use crate::core::geolocation::SwathGeometry;
use crate::core::grid::GridResolver;
use crate::core::output::{OutputAssembler, ReprojectedProduct};
use crate::core::projection::{CrsSpec, CrsTransformer};
use crate::core::resample::{ResamplingConfig, ResamplingOrchestrator, SwathMapping};
use crate::io::reader::SwathReader;
use crate::io::writer::{GriddedWriter, WriterOptions};
use crate::types::{GridParameters, SourceVariable, SwathError, SwathResult};

/// Request-level driver: grid resolution, swath mapping, per-variable
/// resampling and output assembly for one reprojection request.
pub struct ReprojectionPipeline {
    config: ResamplingConfig,
}

impl Default for ReprojectionPipeline {
    fn default() -> Self {
        Self::new()
    }
}

impl ReprojectionPipeline {
    pub fn new() -> Self {
        Self {
            config: ResamplingConfig::default(),
        }
    }

    pub fn with_config(config: ResamplingConfig) -> Self {
        Self { config }
    }

    /// Reproject every variable onto the grid the request resolves to.
    ///
    /// The swath mapping is computed once and shared across variables.
    /// Individual variable failures are recorded in the product; the
    /// request only fails when nothing could be resampled at all.
    pub fn reproject(
        &self,
        params: &GridParameters,
        geometry: &SwathGeometry,
        variables: &[SourceVariable],
    ) -> SwathResult<ReprojectedProduct> {
        let crs = CrsSpec::from_request(params.crs.as_deref())?;
        let method = params.interpolation;
        log::info!(
            "Selected CRS: {}\tInterpolation: {}",
            crs.definition(),
            method
        );

        // One transformer serves both grid resolution and swath mapping.
        let transformer = CrsTransformer::new(&crs)?;
        let grid = GridResolver::resolve_with_transformer(params, geometry, &transformer)?;
        let mapping = SwathMapping::build(geometry, &grid, &transformer)?;

        let orchestrator = ResamplingOrchestrator::with_config(self.config.clone());

        #[cfg(feature = "parallel")]
        let outcomes =
            orchestrator.resample_all_parallel(variables, geometry, &grid, &mapping, method);
        #[cfg(not(feature = "parallel"))]
        let outcomes = orchestrator.resample_all(variables, geometry, &grid, &mapping, method);

        if !outcomes.iter().any(|outcome| outcome.is_resampled()) {
            return Err(SwathError::Processing(
                "no variables could be resampled".to_string(),
            ));
        }

        Ok(OutputAssembler::assemble(grid, outcomes))
    }
}

/// Complete file-to-file reprojection pipeline
pub fn complete_reprojection_pipeline(
    input_path: &str,
    request_json: &str,
    output_path: &str,
) -> SwathResult<ReprojectedProduct> {
    log::info!("🌍 Starting swath reprojection pipeline");
    log::info!("Reprojecting file {} as {}", input_path, output_path);

    // Step 1: Parse the grid request
    let params = GridParameters::from_json(request_json)?;

    // Step 2: Read geometry and science variables from the granule
    let input = SwathReader::new(input_path)?.read()?;

    // Step 3: Resolve the grid and resample every variable
    let pipeline = ReprojectionPipeline::new();
    let product = pipeline.reproject(&params, &input.geometry, &input.variables)?;

    // Step 4: Save the gridded product
    GriddedWriter::write_product(&product, output_path, &WriterOptions::default())?;

    log::info!("🎉 Reprojection pipeline completed successfully!");
    log::info!("Output saved to: {}", output_path);

    Ok(product)
}
/// Bilinear resampling over swath quads: each block of four adjacent swath
/// pixels is inverted for the grid cell centres it covers and the corner
/// values blended by the fractional position. A quad with any fill-valued
/// corner writes fill to its covered cells; there is no partial blending.
pub fn resample_bilinear_plane(
    source: ArrayView2<f64>,
    mapping: &SwathMapping,
    grid: &TargetGrid,
    fill: f64,
) -> DataPlane {
    let (height, width) = grid.shape();
    let mut output = Array2::from_elem((height, width), fill);
    let mut claimed = Array2::from_elem((height, width), false);

    let (swath_rows, swath_cols) = source.dim();
    if swath_rows < 2 || swath_cols < 2 {
        return output;
    }

    for row in 0..swath_rows - 1 {
        for col in 0..swath_cols - 1 {
            let corners = [
                (row, col),
                (row, col + 1),
                (row + 1, col),
                (row + 1, col + 1),
            ];

            if corners
                .iter()
                .any(|&(r, c)| !mapping.is_mapped(r, c))
            {
                continue;
            }

            let quad_u = corners.map(|(r, c)| mapping.columns[[r, c]]);
            let quad_v = corners.map(|(r, c)| mapping.rows[[r, c]]);
            let values = corners.map(|(r, c)| source[[r, c]]);
            let quad_has_fill = values
                .iter()
                .any(|&value| !value.is_finite() || value == fill);

            let u_min = quad_u.iter().fold(f64::INFINITY, |a, &b| a.min(b));
            let u_max = quad_u.iter().fold(f64::NEG_INFINITY, |a, &b| a.max(b));
            let v_min = quad_v.iter().fold(f64::INFINITY, |a, &b| a.min(b));
            let v_max = quad_v.iter().fold(f64::NEG_INFINITY, |a, &b| a.max(b));

            let col_lo = (u_min.ceil().max(0.0)) as isize;
            let col_hi = (u_max.floor().min(width as f64 - 1.0)) as isize;
            let row_lo = (v_min.ceil().max(0.0)) as isize;
            let row_hi = (v_max.floor().min(height as f64 - 1.0)) as isize;

            for cell_row in row_lo..=row_hi {
                for cell_col in col_lo..=col_hi {
                    let slot = [cell_row as usize, cell_col as usize];
                    if claimed[slot] {
                        continue;
                    }

                    let target = (cell_col as f64, cell_row as f64);
                    let position = inverse_bilinear(
                        (quad_u[0], quad_v[0]),
                        (quad_u[1], quad_v[1]),
                        (quad_u[2], quad_v[2]),
                        (quad_u[3], quad_v[3]),
                        target,
                    );

                    if let Some((s, t)) = position {
                        claimed[slot] = true;
                        if quad_has_fill {
                            output[slot] = fill;
                        } else {
                            output[slot] = (1.0 - s) * (1.0 - t) * values[0]
                                + s * (1.0 - t) * values[1]
                                + (1.0 - s) * t * values[2]
                                + s * t * values[3];
                        }
                    }
                }
            }
        }
    }

    output
}
//! YAML job files and legend loading.
//!
//! A job file describes one render. Every field is optional; fields that are
//! present override the environment, and command line flags override the
//! job file.

use std::path::{Path, PathBuf};

use anyhow::{Context, Result};
use heatmap_renderer::{BitDepth, LegendConfig, RenderOptions, StrategyKind};
use serde::Deserialize;
use tracing::debug;

/// A render job loaded from YAML.
#[derive(Debug, Clone, Default, Deserialize)]
#[serde(default, deny_unknown_fields)]
pub struct JobConfig {
    /// Point file; relative paths resolve against the job file.
    pub points: Option<PathBuf>,
    /// Bounds as `min_lat,min_lng,max_lat,max_lng`.
    pub bounds: Option<String>,
    pub output: Option<PathBuf>,
    pub height: Option<u32>,
    pub width: Option<u32>,
    pub effect_distance: Option<f64>,
    pub strategy: Option<StrategyKind>,
    pub neighbours: Option<usize>,
    pub bit_depth: Option<BitDepth>,
    /// Inline legend.
    pub legend: Option<LegendConfig>,
    /// Legend file, used when no inline legend is given.
    pub legend_file: Option<PathBuf>,
}

impl JobConfig {
    /// Load a job configuration from a YAML file.
    pub fn load(path: &Path) -> Result<Self> {
        let content = std::fs::read_to_string(path)
            .with_context(|| format!("Failed to read job file: {}", path.display()))?;

        let mut job: JobConfig = serde_yaml::from_str(&content)
            .with_context(|| format!("Failed to parse job file: {}", path.display()))?;

        if let Some(base) = path.parent() {
            job.resolve_paths(base);
        }

        debug!(path = %path.display(), "Loaded job config");
        Ok(job)
    }

    fn resolve_paths(&mut self, base: &Path) {
        for slot in [&mut self.points, &mut self.output, &mut self.legend_file] {
            if let Some(p) = slot.as_mut() {
                if p.is_relative() {
                    *p = base.join(&*p);
                }
            }
        }
    }

    /// Overlay the fields present in this job onto `options`.
    pub fn apply(&self, mut options: RenderOptions) -> Result<RenderOptions> {
        if let Some(height) = self.height {
            options.height = height;
        }
        if let Some(width) = self.width {
            options.width = Some(width);
        }
        if let Some(distance) = self.effect_distance {
            options.effect_distance = distance;
        }
        if let Some(strategy) = self.strategy {
            options.strategy = strategy;
        }
        if let Some(neighbours) = self.neighbours {
            options.neighbours = neighbours;
        }
        if let Some(depth) = self.bit_depth {
            options.bit_depth = depth;
        }

        if let Some(legend) = &self.legend {
            options.legend = Some(legend.clone());
        } else if let Some(path) = &self.legend_file {
            options.legend = Some(load_legend(path)?);
        }

        Ok(options)
    }
}

/// Load a legend from a `.yaml`/`.yml` file, or JSON otherwise.
pub fn load_legend(path: &Path) -> Result<LegendConfig> {
    let is_yaml = path
        .extension()
        .map_or(false, |ext| ext == "yaml" || ext == "yml");

    let legend = if is_yaml {
        let content = std::fs::read_to_string(path)
            .with_context(|| format!("Failed to read legend file: {}", path.display()))?;
        serde_yaml::from_str(&content)
            .with_context(|| format!("Failed to parse legend file: {}", path.display()))?
    } else {
        LegendConfig::from_file(path)
            .with_context(|| format!("Failed to load legend file: {}", path.display()))?
    };

    // surface bad colors or thresholds before any points are read
    legend
        .build()
        .with_context(|| format!("Invalid legend in {}", path.display()))?;

    debug!(path = %path.display(), stops = legend.stops.len(), "Loaded legend");
    Ok(legend)
}
//! Geographic bounding box.

use std::str::FromStr;

use serde::{Deserialize, Serialize};

use crate::error::{HeatmapError, HeatmapResult};
use crate::point::GeoPoint;

/// A geographic bounding box in decimal degrees.
///
/// The extent is mapped onto the output raster with `(min_lng, max_lat)` at
/// pixel `(0, 0)`. A valid box has a strictly positive extent on both axes.
#[derive(Debug, Clone, Copy, PartialEq, Serialize, Deserialize)]
pub struct BoundingBox {
    pub min_lat: f64,
    pub min_lng: f64,
    pub max_lat: f64,
    pub max_lng: f64,
}

impl BoundingBox {
    /// Create a validated bounding box.
    ///
    /// Fails with [`HeatmapError::InvalidBounds`] if any coordinate is not
    /// finite, or if either axis has zero or negative extent.
    pub fn new(min_lat: f64, min_lng: f64, max_lat: f64, max_lng: f64) -> HeatmapResult<Self> {
        let bbox = Self {
            min_lat,
            min_lng,
            max_lat,
            max_lng,
        };
        bbox.validate()?;
        Ok(bbox)
    }

    /// Check the invariants of an already constructed box.
    ///
    /// Boxes arriving through serde bypass [`BoundingBox::new`], so anything
    /// that consumes a deserialized box should call this first.
    pub fn validate(&self) -> HeatmapResult<()> {
        let coords = [self.min_lat, self.min_lng, self.max_lat, self.max_lng];
        if coords.iter().any(|c| !c.is_finite()) {
            return Err(HeatmapError::InvalidBounds(format!(
                "non-finite coordinate in {}",
                self
            )));
        }
        if self.min_lat >= self.max_lat {
            return Err(HeatmapError::InvalidBounds(format!(
                "latitude extent must be positive (min_lat={}, max_lat={})",
                self.min_lat, self.max_lat
            )));
        }
        if self.min_lng >= self.max_lng {
            return Err(HeatmapError::InvalidBounds(format!(
                "longitude extent must be positive (min_lng={}, max_lng={})",
                self.min_lng, self.max_lng
            )));
        }
        Ok(())
    }

    /// Smallest box enclosing every point, grown by `margin` on all sides.
    ///
    /// A single point (or a set of collinear points) only yields a valid box
    /// when `margin` is positive.
    pub fn enclosing(points: &[GeoPoint], margin: f64) -> HeatmapResult<Self> {
        let mut finite = points.iter().filter(|p| p.is_finite());
        let first = finite
            .next()
            .ok_or_else(|| HeatmapError::InvalidBounds("no points to enclose".to_string()))?;

        let init = (first.lat, first.lng, first.lat, first.lng);
        let (min_lat, min_lng, max_lat, max_lng) =
            finite.fold(init, |(min_lat, min_lng, max_lat, max_lng), p| {
                (
                    min_lat.min(p.lat),
                    min_lng.min(p.lng),
                    max_lat.max(p.lat),
                    max_lng.max(p.lng),
                )
            });

        Self::new(
            min_lat - margin,
            min_lng - margin,
            max_lat + margin,
            max_lng + margin,
        )
    }

    /// Latitude extent in degrees.
    pub fn lat_span(&self) -> f64 {
        self.max_lat - self.min_lat
    }

    /// Longitude extent in degrees.
    pub fn lng_span(&self) -> f64 {
        self.max_lng - self.min_lng
    }

    /// Ratio of longitude span to latitude span (width over height).
    pub fn aspect_ratio(&self) -> f64 {
        self.lng_span() / self.lat_span()
    }

    /// This box grown by `distance` degrees on every side.
    pub fn expanded(&self, distance: f64) -> BoundingBox {
        BoundingBox {
            min_lat: self.min_lat - distance,
            min_lng: self.min_lng - distance,
            max_lat: self.max_lat + distance,
            max_lng: self.max_lng + distance,
        }
    }

    /// Check if a location lies within this box (edges inclusive).
    pub fn contains_point(&self, lat: f64, lng: f64) -> bool {
        lat >= self.min_lat && lat <= self.max_lat && lng >= self.min_lng && lng <= self.max_lng
    }
}

impl std::fmt::Display for BoundingBox {
    fn fmt(&self, f: &mut std::fmt::Formatter<'_>) -> std::fmt::Result {
        write!(
            f,
            "{},{},{},{}",
            self.min_lat, self.min_lng, self.max_lat, self.max_lng
        )
    }
}

impl FromStr for BoundingBox {
    type Err = BboxParseError;

    /// Parse `"min_lat,min_lng,max_lat,max_lng"`.
    fn from_str(s: &str) -> Result<Self, Self::Err> {
        let parts: Vec<&str> = s.split(',').map(str::trim).collect();
        if parts.len() != 4 {
            return Err(BboxParseError::InvalidFormat(s.to_string()));
        }

        let mut values = [0.0f64; 4];
        for (slot, part) in values.iter_mut().zip(&parts) {
            *slot = part
                .parse()
                .map_err(|_| BboxParseError::InvalidNumber(part.to_string()))?;
        }

        let [min_lat, min_lng, max_lat, max_lng] = values;
        BoundingBox::new(min_lat, min_lng, max_lat, max_lng)
            .map_err(|e| BboxParseError::InvalidExtent(e.to_string()))
    }
}

#[derive(Debug, thiserror::Error)]
pub enum BboxParseError {
    #[error("Invalid bounds format: {0}. Expected 'min_lat,min_lng,max_lat,max_lng'")]
    InvalidFormat(String),

    #[error("Invalid number in bounds: {0}")]
    InvalidNumber(String),

    #[error("{0}")]
    InvalidExtent(String),
}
· · · · ·
§ Task
Please state the number of lines in the data above that hold the word "present", without any other text.

§ Your response
2